Prom threads online are half spreadsheet, half feelings. Classrooms can be the place where “I guess I will figure it out” becomes a line-item list before deposits lock.
Amelia is the student who already thinks about side income and timelines; Cari is the one who feels the pull of one more add-on because everyone else is posting. Both belong in the same lesson because dignity matters: money constraints are not a character flaw.
Teach the mechanics students rarely see until too late: alterations, last-minute ride surges, ticket fees, and the difference between a quoted package and a final total. Use fictional receipts so nobody performs their household in front of peers.

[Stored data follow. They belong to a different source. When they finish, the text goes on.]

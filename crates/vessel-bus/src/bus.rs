//! The event bus abstraction and its in-process implementation.
//!
//! Addresses are plain strings. A point-to-point [`send`](EventBus::send)
//! reaches one consumer (round-robin across consumers of the address), while
//! [`publish`](EventBus::publish) reaches all of them. A
//! [`request`](EventBus::request) attaches a one-shot reply address and waits
//! for the consumer to [`respond`](EventBus::respond).

use std::collections::HashMap;
use std::sync::Arc;
use std::sync::atomic::{AtomicU64, AtomicUsize, Ordering};

use async_trait::async_trait;
use parking_lot::{Mutex, RwLock};
use tokio::runtime::Handle;
use tokio::sync::oneshot;
use tracing::{debug, trace};
use uuid::Uuid;

use crate::error::{BusError, BusFailure, BusResult};
use crate::message::{Body, DeliveryOptions, Message};

/// Prefix of generated reply addresses.
pub const REPLY_ADDRESS_PREFIX: &str = "__vessel.reply.";

/// Callback invoked for every message delivered to a consumer.
pub type MessageHandler = Arc<dyn Fn(Message) + Send + Sync>;

/// Token returned by [`EventBus::subscribe`].
#[derive(Debug, Clone, PartialEq, Eq)]
pub struct Subscription {
    id: u64,
    address: String,
}

impl Subscription {
    pub fn new(id: u64, address: impl Into<String>) -> Self {
        Self {
            id,
            address: address.into(),
        }
    }

    pub fn id(&self) -> u64 {
        self.id
    }

    pub fn address(&self) -> &str {
        &self.address
    }
}

/// An address-based message bus.
#[async_trait]
pub trait EventBus: Send + Sync + 'static {
    /// Delivers to one consumer, without expecting a reply.
    fn send(&self, address: &str, body: Body, options: DeliveryOptions);

    /// Delivers to every consumer of `address`.
    fn publish(&self, address: &str, body: Body, options: DeliveryOptions);

    /// Delivers to one consumer and waits for its reply.
    async fn request(
        &self,
        address: &str,
        body: Body,
        options: DeliveryOptions,
    ) -> Result<Message, BusFailure>;

    /// Answers a pending request. Replies to unknown or expired reply
    /// addresses are dropped.
    fn respond(&self, reply_address: &str, reply: Result<Body, BusFailure>);

    /// Registers a consumer. Completes once the consumer is reachable.
    async fn subscribe(&self, address: &str, handler: MessageHandler) -> BusResult<Subscription>;

    /// Removes a consumer; returns `false` if it was not registered.
    fn unsubscribe(&self, subscription: &Subscription) -> bool;
}

// =============================================================================
// LocalEventBus
// =============================================================================

#[derive(Default)]
struct Consumers {
    handlers: Vec<(u64, MessageHandler)>,
    cursor: AtomicUsize,
}

impl Consumers {
    fn next(&self) -> Option<MessageHandler> {
        if self.handlers.is_empty() {
            return None;
        }
        let index = self.cursor.fetch_add(1, Ordering::Relaxed) % self.handlers.len();
        Some(Arc::clone(&self.handlers[index].1))
    }
}

type ReplySender = oneshot::Sender<Result<Message, BusFailure>>;

struct Inner {
    runtime: Handle,
    consumers: RwLock<HashMap<String, Consumers>>,
    replies: Mutex<HashMap<String, ReplySender>>,
    next_id: AtomicU64,
}

impl Inner {
    fn next_consumer(&self, address: &str) -> Option<MessageHandler> {
        self.consumers.read().get(address).and_then(Consumers::next)
    }

    fn all_consumers(&self, address: &str) -> Vec<MessageHandler> {
        self.consumers
            .read()
            .get(address)
            .map(|c| c.handlers.iter().map(|(_, h)| Arc::clone(h)).collect())
            .unwrap_or_default()
    }

    fn deliver(&self, handler: MessageHandler, message: Message) {
        self.runtime.spawn(async move { handler(message) });
    }
}

/// In-process [`EventBus`] delivering messages on a Tokio runtime.
///
/// Consumer callbacks are invoked on the runtime given at construction, which
/// is normally the event loop.
#[derive(Clone)]
pub struct LocalEventBus {
    inner: Arc<Inner>,
}

impl LocalEventBus {
    pub fn new(runtime: Handle) -> Self {
        Self {
            inner: Arc::new(Inner {
                runtime,
                consumers: RwLock::new(HashMap::new()),
                replies: Mutex::new(HashMap::new()),
                next_id: AtomicU64::new(1),
            }),
        }
    }

    /// Number of consumers registered at `address`.
    pub fn consumer_count(&self, address: &str) -> usize {
        self.inner
            .consumers
            .read()
            .get(address)
            .map_or(0, |c| c.handlers.len())
    }

    /// Number of requests still waiting for a reply.
    pub fn pending_replies(&self) -> usize {
        self.inner.replies.lock().len()
    }
}

#[async_trait]
impl EventBus for LocalEventBus {
    fn send(&self, address: &str, body: Body, options: DeliveryOptions) {
        match self.inner.next_consumer(address) {
            Some(handler) => {
                let message = Message::new(address, body).with_headers(options.headers);
                self.inner.deliver(handler, message);
            }
            None => debug!(address, "No handlers for address, message dropped"),
        }
    }

    fn publish(&self, address: &str, body: Body, options: DeliveryOptions) {
        let handlers = self.inner.all_consumers(address);
        trace!(address, consumers = handlers.len(), "Publishing message");
        for handler in handlers {
            let message = Message::new(address, body.clone()).with_headers(options.headers.clone());
            self.inner.deliver(handler, message);
        }
    }

    async fn request(
        &self,
        address: &str,
        body: Body,
        options: DeliveryOptions,
    ) -> Result<Message, BusFailure> {
        let Some(handler) = self.inner.next_consumer(address) else {
            return Err(BusFailure::no_handlers(address));
        };

        let reply_address = format!("{REPLY_ADDRESS_PREFIX}{}", Uuid::new_v4());
        let (tx, rx) = oneshot::channel();
        self.inner.replies.lock().insert(reply_address.clone(), tx);

        let message = Message::new(address, body)
            .with_headers(options.headers)
            .with_reply_address(reply_address.clone());
        self.inner.deliver(handler, message);

        match tokio::time::timeout(options.timeout, rx).await {
            Ok(Ok(reply)) => reply,
            Ok(Err(_)) | Err(_) => {
                self.inner.replies.lock().remove(&reply_address);
                Err(BusFailure::timeout(address, options.timeout))
            }
        }
    }

    fn respond(&self, reply_address: &str, reply: Result<Body, BusFailure>) {
        let Some(tx) = self.inner.replies.lock().remove(reply_address) else {
            debug!(reply_address, "Reply address unknown or expired, reply dropped");
            return;
        };
        let reply = reply.map(|body| Message::new(reply_address, body));
        if tx.send(reply).is_err() {
            trace!(reply_address, "Requester went away before the reply arrived");
        }
    }

    async fn subscribe(&self, address: &str, handler: MessageHandler) -> BusResult<Subscription> {
        if address.is_empty() {
            return Err(BusError::SubscriptionFailed {
                address: address.to_string(),
                reason: "address must not be empty".to_string(),
            });
        }
        let id = self.inner.next_id.fetch_add(1, Ordering::Relaxed);
        self.inner
            .consumers
            .write()
            .entry(address.to_string())
            .or_default()
            .handlers
            .push((id, handler));
        debug!(address, id, "Consumer registered");
        Ok(Subscription::new(id, address))
    }

    fn unsubscribe(&self, subscription: &Subscription) -> bool {
        let mut consumers = self.inner.consumers.write();
        let Some(group) = consumers.get_mut(subscription.address()) else {
            return false;
        };
        let before = group.handlers.len();
        group.handlers.retain(|(id, _)| *id != subscription.id());
        let removed = group.handlers.len() != before;
        if group.handlers.is_empty() {
            consumers.remove(subscription.address());
        }
        removed
    }
}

End with a values bridge, not a lecture: the goal is informed choice and respectful communication with guardians, dates, and friends. That is Jump$tart-aligned consumer decision language, not prom policing.

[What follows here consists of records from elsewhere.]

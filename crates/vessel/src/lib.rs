//! # Vessel
//!
//! Asynchronous component resolution and message-bus observers for Rust services.
//!
//! ## Architecture
//!
//! ```text
//!                    ┌──────────────┐  one match   ┌──────────────┐
//!   resolve::<T>() ─▶│   Resolver   │─────────────▶│   Producer   │──▶ AsyncHandle<T>
//!                    │              │  none        ┌──────────────┐
//!                    │              │─────────────▶│  Container   │──▶ AsyncHandle<T>
//!                    └──────────────┘ (worker pool)└──────────────┘
//!
//!   ┌─────────┐  message  ┌──────────┐  worker pool  ┌────────────────────┐
//!   │   Bus   │──────────▶│  Bridge  │──────────────▶│ Observer, Observer │
//!   │         │◀──────────│          │◀──────────────│ ...  (in order)    │
//!   └─────────┘   reply   └──────────┘   outcome     └────────────────────┘
//! ```
//!
//! - **Resolver**: hands out an [`AsyncHandle`](prelude::AsyncHandle) per request;
//!   producers take precedence over container components
//! - **Bridge**: one per observed address, runs that address's observers for every message
//! - **Runtime**: owns the event loop and worker pool, seals registries, registers consumers
//!
//! ## Quick Start
//!
//! ```rust,ignore
//! use vessel::prelude::*;
//!
//! #[tokio::main]
//! async fn main() -> anyhow::Result<()> {
//!     let runtime = VesselRuntime::builder()
//!         .observe_fn("ping", |_ctx| Ok(Dispatch::reply("pong")))
//!         .build()?;
//!
//!     runtime.run().await?;
//!     Ok(())
//! }
//! ```
//!
//! ## Registration Hooks
//!
//! Producers and observers can also be contributed from anywhere in the
//! dependency graph and are collected when the runtime is built:
//!
//! ```rust,ignore
//! use vessel::core::linkme::distributed_slice;
//!
//! #[distributed_slice(vessel::bus::OBSERVERS)]
//! #[linkme(crate = vessel::core::linkme)]
//! static AUDIT: fn(&mut ObserverRegistryBuilder) = |observers| {
//!     observers.observe_fn("orders.created", |_ctx| Ok(Dispatch::Continue));
//! };
//! ```
//!
//! ## Features
//!
//! - `toml-config` *(default)*: load `vessel.toml`
//! - `yaml-config`: load `vessel.yaml`
//! - `json-log`: JSON log output

pub use vessel_bus as bus;
pub use vessel_core as core;
pub use vessel_runtime as runtime;

/// Prelude module for convenient imports.
pub mod prelude {
    // Runtime - main entry point
    pub use vessel_runtime::{RuntimeBuilder, VesselConfig, VesselRuntime};

    // Resolution
    pub use vessel_core::{
        AsyncHandle, AsyncHandleResolver, BeanTypes, BoxError, Cause, ComponentDef, Container,
        ProducerRegistryBuilder, Qualifier, QualifierSet, ResolveError, Scope, StaticContainer,
        TypeTag, WorkerExecutor,
    };

    // Messaging
    pub use vessel_bus::{
        Body, BusFailure, DeliveryOptions, Dispatch, EventBus, EventContext, Headers, Message,
        Observer, ObserverRegistryBuilder, ServiceProxy,
    };
}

Itemize before you glamorize
Give teams a blank grid: attire, grooming, tickets, transportation, food, photos, “unexpected,” and a contingency row. Contingency is not pessimism; it is adult realism in miniature.
Have students defend why the contingency row should be 5 percent versus 15 percent of the subtotal using pros/cons, not vibes.
Peer comparison without public income disclosure
Use personas and fictional incomes. If a student volunteers real numbers, redirect gently: the learning target is structure, not disclosure.